Eppure lo Yemen non è tutto qui. E non esporta solo cipolle. Anzi, le casse statali a Sanaa sarebbero vuote senza i proventi dell’industria estrattiva degli idrocarburi, da cui provengono il 70 percento delle entrate. Insomma, lo Yemen sarà pure solo al 32° nella classifica mondiale ma è pur sempre un Paese petrolifero, non aderente all’Opec. Nel sottosuolo ha riserve accertate di greggio pari a 4 miliardi di barili. Mica poco.

Le prime trivellazioni negli anni 40 – che speravano di trovare altri giacimenti Gyant o Super Gyant come nel resto della Penisola Arabica di cui lo Yemen è, si può dire, «la coda»- portarono a risultati deludenti. Fu solo nel 1984 la scoperta di una vena considerevole di olio nero: il giacimento di Marib, da cui sgorga ancora la maggior parte del petrolio nazionale, quasi interamente destinato all’esportazione.

Tutto lo sviluppo
progettato nei prossimi decenni, incluso i prestiti della Banca Mondiale e di grandi gruppi finanziari privati, si concentra sull’industria estrattiva. C’è già una rete integrata di tre oleodotti, due raffinerie, cinque aree di estrazione – Marib a nord, Masila a sud e le altre nella zona centrale – con 12 pozzi di produzione, 26 di esplorazione, 11 impianti offshore. A trivellare e succhiare idrocarburi fanno a gara 38 società internazionali, tra cui tutte le maggiori. L’Eni ha solo una licenza esplorativa comprata insieme alla Burren Energy, l’Agip ha investito 40 milioni di dollari insieme agli algerini della Sonatrach.
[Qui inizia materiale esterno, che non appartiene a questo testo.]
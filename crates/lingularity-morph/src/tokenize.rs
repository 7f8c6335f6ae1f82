//! Whitespace/apostrophe tokenization shared by indexing and querying.

/// Characters treated as apostrophes when splitting elided forms (`l'uomo`).
pub const APOSTROPHES: [char; 2] = ['\'', '\u{2019}'];

/// Split on whitespace and, optionally, apostrophes. Empty pieces are dropped.
pub fn split_tokens(text: &str, split_apostrophes: bool) -> impl Iterator<Item = &str> {
    text.split(move |c: char| c.is_whitespace() || (split_apostrophes && APOSTROPHES.contains(&c)))
        .filter(|t| !t.is_empty())
}

pub fn is_punctuation(c: char) -> bool {
    c.is_ascii_punctuation()
        || matches!(
            c,
            '¿' | '¡'
                | '«'
                | '»'
                | '…'
                | '\u{2018}'
                | '\u{2019}'
                | '\u{201c}'
                | '\u{201d}'
                | '\u{201e}'
                | '\u{2013}'
                | '\u{2014}'
                | '·'
                | '。'
                | '、'
                | '，'
                | '！'
                | '？'
                | '：'
                | '；'
        )
}

pub fn strip_punctuation(token: &str) -> String {
    token.chars().filter(|c| !is_punctuation(*c)).collect()
}

/// Tokens worth indexing: punctuation stripped, empty and digit-bearing tokens dropped.
///
/// Case is preserved so callers can still tell proper nouns apart.
pub fn meaningful_tokens(text: &str, split_apostrophes: bool) -> Vec<String> {
    split_tokens(text, split_apostrophes)
        .map(strip_punctuation)
        .filter(|t| !t.is_empty() && !t.chars().any(|c| c.is_numeric()))
        .collect()
}
//! Lexicon-backed lemmatization with part-of-speech tags.
//!
//! Each language lives in its own directory below a model root:
//!
//! ```text
//! <root>/italian/lemmas.tsv   surface<TAB>lemma<TAB>UPOS
//! <root>/italian/rules.tsv    UPOS<TAB>suffix<TAB>replacement   (optional)
//! ```
//!
//! Lookups follow the classic morphy order: the lexicon entry for the
//! surface form, the surface itself when it is a known lemma, then suffix
//! rules whose output is a known lemma of the rule's part of speech.

use std::collections::{HashMap, HashSet};
use std::fs::File;
use std::io::{BufRead, BufReader};
use std::path::{Path, PathBuf};

use anyhow::{Context, Result, bail};
use lingularity_types::PosTag;

use crate::tokenize::meaningful_tokens;

const LEMMAS_FILE: &str = "lemmas.tsv";
const RULES_FILE: &str = "rules.tsv";

/// One suffix rewrite: `suffix` is replaced by `replacement` for words of `pos`.
#[derive(Clone, Debug, Eq, PartialEq)]
pub struct SuffixRule {
    pub pos: PosTag,
    pub suffix: String,
    pub replacement: String,
}

/// A sentence token paired with its lemma and tag.
#[derive(Clone, Debug, Eq, PartialEq)]
pub struct TaggedToken {
    pub surface: String,
    pub lemma: String,
    pub pos: Option<PosTag>,
}

/// Directory of per-language lemma models; answers which languages can be lemmatized.
#[derive(Clone, Debug, Default)]
pub struct LemmaModels {
    root: Option<PathBuf>,
}

impl LemmaModels {
    pub fn new(root: impl Into<PathBuf>) -> Self {
        Self {
            root: Some(root.into()),
        }
    }

    /// A registry without any models; every language falls through to stemming.
    pub fn none() -> Self {
        Self::default()
    }

    fn language_dir(&self, language: &str) -> Option<PathBuf> {
        self.root
            .as_ref()
            .map(|root| root.join(language.trim().to_lowercase()))
    }

    pub fn is_available(&self, language: &str) -> bool {
        self.language_dir(language)
            .is_some_and(|dir| dir.join(LEMMAS_FILE).is_file())
    }

    pub fn load(&self, language: &str) -> Result<Lemmatizer> {
        let Some(dir) = self.language_dir(language) else {
            bail!("no lemma model directory configured");
        };
        Lemmatizer::load(&dir, language)
    }
}

/// Lexicon lemmatizer for a single language.
#[derive(Clone, Debug, Default)]
pub struct Lemmatizer {
    entries: HashMap<String, (String, PosTag)>,
    lemmas: HashMap<String, HashSet<PosTag>>,
    rules: Vec<SuffixRule>,
}

impl Lemmatizer {
    /// Load `lemmas.tsv` and, when present, `rules.tsv` from a language directory.
    ///
    /// English without a rule file falls back to the built-in suffix rules.
    pub fn load(dir: impl AsRef<Path>, language: &str) -> Result<Self> {
        let dir = dir.as_ref();
        let mut lemmatizer = Self::default();
        for (surface, lemma, pos) in load_lexicon(&dir.join(LEMMAS_FILE))? {
            lemmatizer.insert(&surface, &lemma, pos);
        }

        let rules_path = dir.join(RULES_FILE);
        lemmatizer.rules = if rules_path.exists() {
            load_rules(&rules_path)?
        } else {
            builtin_rules(language)
        };
        Ok(lemmatizer)
    }

    /// Build an in-memory lemmatizer from `(surface, lemma, pos)` triples.
    pub fn from_entries<'a, I>(entries: I, rules: Vec<SuffixRule>) -> Self
    where
        I: IntoIterator<Item = (&'a str, &'a str, PosTag)>,
    {
        let mut lemmatizer = Self {
            rules,
            ..Self::default()
        };
        for (surface, lemma, pos) in entries {
            lemmatizer.insert(surface, lemma, pos);
        }
        lemmatizer
    }

    fn insert(&mut self, surface: &str, lemma: &str, pos: PosTag) {
        let surface = normalize(surface);
        let lemma = normalize(lemma);
        self.lemmas.entry(lemma.clone()).or_default().insert(pos);
        self.entries.entry(surface).or_insert((lemma, pos));
    }

    pub fn entry_count(&self) -> usize {
        self.entries.len()
    }

    /// Resolve a single surface form to its lemma and tag.
    pub fn lemmatize(&self, surface: &str) -> (String, Option<PosTag>) {
        let norm = normalize(surface);

        if let Some((lemma, pos)) = self.entries.get(&norm) {
            return (lemma.clone(), Some(*pos));
        }

        if let Some(tags) = self.lemmas.get(&norm)
            && let Some(pos) = tags.iter().min()
        {
            return (norm, Some(*pos));
        }

        for rule in &self.rules {
            if let Some(candidate) = apply_rule(&norm, &rule.suffix, &rule.replacement)
                && self
                    .lemmas
                    .get(&candidate)
                    .is_some_and(|tags| tags.contains(&rule.pos))
            {
                return (candidate, Some(rule.pos));
            }
        }

        (norm, None)
    }

    /// Tokenize and tag a sentence.
    pub fn tag(&self, sentence: &str, split_apostrophes: bool) -> Vec<TaggedToken> {
        meaningful_tokens(sentence, split_apostrophes)
            .into_iter()
            .map(|surface| {
                let (lemma, pos) = self.lemmatize(&surface);
                TaggedToken {
                    surface,
                    lemma,
                    pos,
                }
            })
            .collect()
    }
}

fn load_lexicon(path: &Path) -> Result<Vec<(String, String, PosTag)>> {
    let file = File::open(path).with_context(|| format!("open lexicon {}", path.display()))?;
    let reader = BufReader::new(file);
    let mut out = Vec::new();
    for (lineno, line) in reader.lines().enumerate() {
        let line =
            line.with_context(|| format!("read line {} in {}", lineno + 1, path.display()))?;
        let Some(fields) = data_fields(&line) else {
            continue;
        };
        let [surface, lemma, code] = fields;
        let pos = PosTag::from_code(code).with_context(|| {
            format!("unknown tag {code:?} on line {} in {}", lineno + 1, path.display())
        })?;
        out.push((surface.to_string(), lemma.to_string(), pos));
    }
    Ok(out)
}

fn load_rules(path: &Path) -> Result<Vec<SuffixRule>> {
    let file = File::open(path).with_context(|| format!("open rules {}", path.display()))?;
    let reader = BufReader::new(file);
    let mut rules = Vec::new();
    for (lineno, line) in reader.lines().enumerate() {
        let line =
            line.with_context(|| format!("read line {} in {}", lineno + 1, path.display()))?;
        let Some([code, suffix, replacement]) = data_fields(&line) else {
            continue;
        };
        let pos = PosTag::from_code(code).with_context(|| {
            format!("unknown tag {code:?} on line {} in {}", lineno + 1, path.display())
        })?;
        rules.push(SuffixRule {
            pos,
            suffix: suffix.to_string(),
            replacement: replacement.to_string(),
        });
    }
    Ok(rules)
}

/// Split a data line into three tab-separated fields; the third may be empty.
fn data_fields(line: &str) -> Option<[&str; 3]> {
    let trimmed = line.trim_end_matches(['\r', '\n']);
    if trimmed.trim().is_empty() || trimmed.starts_with('#') {
        return None;
    }
    let mut parts = trimmed.split('\t');
    let first = parts.next()?.trim();
    let second = parts.next()?.trim();
    let third = parts.next().unwrap_or("").trim();
    if first.is_empty() {
        return None;
    }
    Some([first, second, third])
}

fn normalize(text: &str) -> String {
    text.trim().to_lowercase()
}

fn apply_rule(surface: &str, suffix: &str, replacement: &str) -> Option<String> {
    surface.strip_suffix(suffix).map(|stem| {
        let mut candidate = format!("{stem}{replacement}");

        // Doubled consonants from inflected forms ("running" -> "runn").
        if replacement.is_empty() && candidate.chars().count() >= 2 {
            let mut chars = candidate.chars();
            let last = chars.next_back();
            let prev = chars.next_back();
            if let (Some(a), Some(b)) = (last, prev)
                && a == b
                && !"aeiou".contains(a)
            {
                candidate.pop();
            }
        }

        candidate
    })
}

/// Suffix rules for languages shipped without a rule file.
pub fn builtin_rules(language: &str) -> Vec<SuffixRule> {
    let table: &[(PosTag, &str, &str)] = match language.trim().to_lowercase().as_str() {
        "english" => &[
            (PosTag::Noun, "s", ""),
            (PosTag::Noun, "ses", "s"),
            (PosTag::Noun, "xes", "x"),
            (PosTag::Noun, "zes", "z"),
            (PosTag::Noun, "ches", "ch"),
            (PosTag::Noun, "shes", "sh"),
            (PosTag::Noun, "men", "man"),
            (PosTag::Noun, "ies", "y"),
            (PosTag::Verb, "s", ""),
            (PosTag::Verb, "ies", "y"),
            (PosTag::Verb, "es", "e"),
            (PosTag::Verb, "es", ""),
            (PosTag::Verb, "ed", "e"),
            (PosTag::Verb, "ed", ""),
            (PosTag::Verb, "ing", "e"),
            (PosTag::Verb, "ing", ""),
            (PosTag::Adj, "er", ""),
            (PosTag::Adj, "er", "e"),
            (PosTag::Adj, "est", ""),
            (PosTag::Adj, "est", "e"),
        ],
        _ => &[],
    };
    table
        .iter()
        .map(|(pos, suffix, replacement)| SuffixRule {
            pos: *pos,
            suffix: (*suffix).to_string(),
            replacement: (*replacement).to_string(),
        })
        .collect()
}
Di fatto a condurre il gioco sono cinque compagnie: la canadese Nexen, i francesi della Total, la norvegese Dno e poi due colossi statunitensi che fanno capo a due grandi amici della famiglia Bush, il californiano Armand Hammer della Oxy e il texano Ray Lee Hunt. Quest’ultimo, assiduo frequentatore della Casa Bianca ai tempi di Bush figlio, ne era diventato anche un consulente per la politica estera. Figurava anche nel consiglio d’amministrazione della Halliburton, tanto cara al vicepresidente Dick Cheney. A fronte di tanto «impegno» nel dopoguerra iracheno ha conquistato la concessione per le enormi riserve di idrocarburi del Kurdistan. È proprio lui ad aver scoperto il petrolio in Yemen nell’84 e tramite la controllata Safer gestisce il giacimento di Marib, con annessa raffineria e porto franco di Aden.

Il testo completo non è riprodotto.